We'll call these numbers left and right (e.g. the left value of ‘Food' is 1, the right value is 18). As you can see, these numbers indicate the relationship between each node. Because ‘Red' has the numbers 3 and 6, it is a descendant of the 1-18 ‘Food' node. In the same way, we can say that all nodes with left values greater than 2 and right values less than 11, are descendants of 2-11 ‘Fruit'. The tree structure is now stored in the left and right values. This method of walking around the tree and counting nodes is called the ‘modified preorder tree traversal' algorithm.

Sources : http://www.sitepoint.com/article/hierarchical-data-database/2/

Note : Let me keep myself honest, the above two paragraphs and image is by Gijs Van Tulder so He deserve the credit of this content. I am just sharing the T/SQL implementation of this algorithm.

I again strongly recommend you to read the article completely  before going onward.

Schema :

Ok to start, lets create a following table

tblComments

ID is of course the primary key, where as comments is the simple text. Left and Right are the indexes of the child records where as level will show us at what level this node belongs to. so that we can set the tab index and indentation where as Entity Id is to group the nodes because in this table hundred different nodes set. So in short, Entity Id is to separate the different node set in a single table.

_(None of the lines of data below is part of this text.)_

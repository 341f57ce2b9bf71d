//! `vouch`, the command line client for the verification server.
//!
//! # Usage
//!
//! ```
//! vouch create --first-name Ana --last-name Ruiz --document-id X1
//! vouch status 5b29f141-d1a8-44f5-b35e-cf7a7d0c8f2a
//! vouch status --document-id X1
//! vouch webhook 5b29f141-d1a8-44f5-b35e-cf7a7d0c8f2a --status COMPLETED
//! ```

mod client;

use anyhow::{Context, Result, bail};
use chrono::Utc;
use clap::{Parser, Subcommand};
use client::ApiClient;
use serde::Deserialize;
use vouch_core::{
  session::SessionView,
  signature::SignatureVerifier,
  sync::CreateSessionRequest,
};

// ─── Arguments ────────────────────────────────────────────────────────────────

#[derive(Parser, Debug)]
#[command(
  name = "vouch",
  about = "Command line client for the vouch verification server"
)]
struct Args {
  /// Path to a TOML config file (url, webhook_secret).
  #[arg(short, long, value_name = "FILE", global = true)]
  config: Option<std::path::PathBuf>,

  /// Base URL of the vouch server (default: http://localhost:8787).
  #[arg(long, env = "VOUCH_URL", global = true)]
  url: Option<String>,

  #[command(subcommand)]
  command: Command,
}

#[derive(Subcommand, Debug)]
enum Command {
  /// Start a verification session for a new subject.
  Create {
    #[arg(long)]
    first_name:    String,
    #[arg(long)]
    last_name:     String,
    #[arg(long)]
    document_id:   String,
    /// Document kind, e.g. "passport".
    #[arg(long)]
    document_type: Option<String>,
    /// Provider feature flags (default: OCR).
    #[arg(long)]
    features:      Option<String>,
    /// Correlation tag echoed back in webhooks (default: the document id).
    #[arg(long)]
    vendor_data:   Option<String>,
  },
  /// Show a session, looked up by session id or by document id.
  Status {
    /// Provider session identifier.
    session_id:  Option<String>,
    /// Look up the newest session for a document instead.
    #[arg(long, conflicts_with = "session_id")]
    document_id: Option<String>,
  },
  /// Ask the provider to override a session's status.
  Override {
    session_id: String,
    /// New provider status label, e.g. "Approved" or "Declined".
    #[arg(long)]
    status:     String,
    #[arg(long)]
    comment:    Option<String>,
  },
  /// Fetch the provider's decision report for a session.
  Decision { session_id: String },
  /// Send a provider-shaped webhook to the server, signed like the real one.
  Webhook {
    session_id:  String,
    /// Provider status label (COMPLETED, REJECTED, FAILED, EXPIRED, PENDING).
    #[arg(long, default_value = "COMPLETED")]
    status:      String,
    /// HMAC key; omit to send the delivery unsigned.
    #[arg(long, env = "VOUCH_WEBHOOK_SECRET")]
    secret:      Option<String>,
    /// Correlation tag to embed in the payload.
    #[arg(long)]
    vendor_data: Option<String>,
  },
}

// ─── TOML config ──────────────────────────────────────────────────────────────

/// Keys the optional config file may set.
#[derive(Deserialize, Default)]
struct ConfigFile {
  #[serde(default)]
  url:            String,
  #[serde(default)]
  webhook_secret: String,
}

// ─── Dispatch ─────────────────────────────────────────────────────────────────

#[tokio::main]
async fn main() -> Result<()> {
  let args = Args::parse();

  let file_cfg = match &args.config {
    Some(path) => {
      let raw = std::fs::read_to_string(path)
        .with_context(|| format!("could not read {}", path.display()))?;
      toml::from_str::<ConfigFile>(&raw)
        .with_context(|| format!("could not parse {}", path.display()))?
    }
    None => ConfigFile::default(),
  };

  // Precedence: flag, then config file, then the default.
  let base_url = args
    .url
    .or_else(|| (!file_cfg.url.is_empty()).then(|| file_cfg.url.clone()))
    .unwrap_or_else(|| "http://localhost:8787".to_string());
  let file_secret =
    (!file_cfg.webhook_secret.is_empty()).then(|| file_cfg.webhook_secret.clone());

  let client = ApiClient::new(base_url)?;

  match args.command {
    Command::Create {
      first_name,
      last_name,
      document_id,
      document_type,
      features,
      vendor_data,
    } => {
      let created = client
        .create_session(&CreateSessionRequest {
          first_name: Some(first_name),
          last_name: Some(last_name),
          document_id: Some(document_id),
          document_type,
          features,
          vendor_data,
        })
        .await?;
      println!("session_id:       {}", created.session_id);
      println!("verification_url: {}", created.verification_url);
      if let Some(expires) = created.expires_at {
        println!("expires_at:       {expires}");
      }
    }

    Command::Status {
      session_id,
      document_id,
    } => {
      let view = match (session_id, document_id) {
        (Some(id), None) => client.session(&id).await?,
        (None, Some(doc)) => client.session_by_document(&doc).await?,
        _ => bail!("pass a session id or --document-id"),
      };
      print_view(&view);
    }

    Command::Override {
      session_id,
      status,
      comment,
    } => {
      let remote = client
        .override_status(&session_id, &status, comment.as_deref())
        .await?;
      println!(
        "provider accepted: {} is now {}",
        remote.session_id,
        remote.status.as_deref().unwrap_or("(unreported)")
      );
    }

    Command::Decision { session_id } => {
      let decision = client.decision(&session_id).await?;
      println!("{}", serde_json::to_string_pretty(&decision)?);
    }

    Command::Webhook {
      session_id,
      status,
      secret,
      vendor_data,
    } => {
      let mut payload = serde_json::json!({
        "id":        session_id,
        "status":    status,
        "timestamp": Utc::now().to_rfc3339(),
      });
      if let Some(tag) = vendor_data {
        payload["vendor_data"] = serde_json::Value::String(tag);
      }
      let body = serde_json::to_vec(&payload)?;

      // The signature must cover the exact bytes sent.
      let secret = secret.or(file_secret);
      let signature = secret.as_deref().map(|s| SignatureVerifier::sign(s, &body));
      println!("payload:   {payload}");
      match &signature {
        Some(sig) => println!("signature: {sig}"),
        None => println!("signature: (none, sending unsigned)"),
      }

      let outcome = client.post_webhook(body, signature.as_deref()).await?;
      println!(
        "{}: {} is now {}",
        outcome.message, outcome.session_id, outcome.status
      );
    }
  }

  Ok(())
}

// ─── Output ───────────────────────────────────────────────────────────────────

fn print_view(view: &SessionView) {
  let session_id = view.session_id.as_deref().unwrap_or("(provisional)");
  println!("session_id:  {session_id}");
  println!("status:      {}", view.status);
  println!("subject:     {} {}", view.first_name, view.last_name);
  println!("document_id: {}", view.document_id);
  println!("created_at:  {}", view.created_at);
  println!("updated_at:  {}", view.updated_at);
}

Following is the script of the table

   1: CREATE TABLE [dbo].[tblComments](
   2:     [Id] [numeric](18, 0) IDENTITY(1,1) NOT NULL,
   3:     [Comments] [nvarchar](2000) COLLATE SQL_Latin1_General_CP1_CI_AS NOT NULL,
   4:     [Left] [int] NULL,
   5:     [right] [int] NULL,
   6:     [Level] [int] NULL,
   7:     [EntityId] [int] NULL,
   8:  CONSTRAINT [PK_tblComments] PRIMARY KEY CLUSTERED 
   9: (
  10:     [Id] ASC
  11: )WITH (IGNORE_DUP_KEY = OFF) ON [PRIMARY]
  12: ) ON [PRIMARY]

 

Add Record:

Now to add the record in this table, lets have a look at the following procedure

   1: CREATE PROCEDURE [dbo].[InsertComments]
   2:     @Comments nvarchar(2000),
   3:     @EntityId int,
   4:     @ParentId int = null
   5: AS
   6: BEGIN
   7:     Declare @Left int
   8:     Declare @Right int
   9:     Declare @Level int
  10:     declare @RightParent int 
  11:     declare @rightParentOrig int
  12:     declare @leftParentOrig int
  13:     
  14:     set @RightParent = null
  15:     
  16:     if @ParentId is null 
  17:     begin
  18:         set @Left = 1
  19:         set @Right = 2
  20:     end
  21:     else
  22:     begin
  23:         select @rightParentOrig = [right],@leftParentOrig =[left] , @Right = [right] + 1,@Left=[right],@Level=[Level]+1 from tblComments where id = @ParentId
  24:         set @RightParent =  @Right  + 1
  25:     end
  26:     
  27:     UPDATE tblcomments 
  28:     set 
  29:     [right] = [right] + 2,
  30:     [left] = [left] + 2
  31:     where 
  32:     [left] >=  @Left and entityId = @EntityId
  33:  
  34:     UPDATE tblcomments 
  35:     SET 
  36:     [right] = [right] + 2
  37:     WHERE [left] < @leftParentOrig and [right] > @rightParentOrig 
  38:  
  39:     INSERT INTO [tblComments]([Comments],[Left],[right],[Level],[EntityId])
  40:      VALUES
  41:            (@Comments,@Left,@Right,@Level,@EntityId)
  42:         
  43:     if @RightParent is not null 
  44:         update tblComments set [right] = @RightParent where id = @ParentId
  45:         
  46: END

Ok, now let me define the code line by line

First 15 : Well, these lines are quit easy to understand, we have declared some variables which we will use in next lines.
Line no 16-24 : We are checking if the ParentId is null, then of course the node is the parent it self, that is why setting left to 1 and right to 2. But when the parent is specified, we need to set the right and left value according to the parent (+1 of the parent) and also need to +1 the level.
Line no 27-37 : Consider a situation, where you have a tree completed and you want to add a node in the middle of the tree. These are the lines for that. Here, we are Creating space of the node by increasing the left and right values of the sibling nodes.
Line no 39: This is the simple insert statement, where we are adding our record to the table with calculated right and left.
Line no 43: In this statement, we are updating the right side of the parent node.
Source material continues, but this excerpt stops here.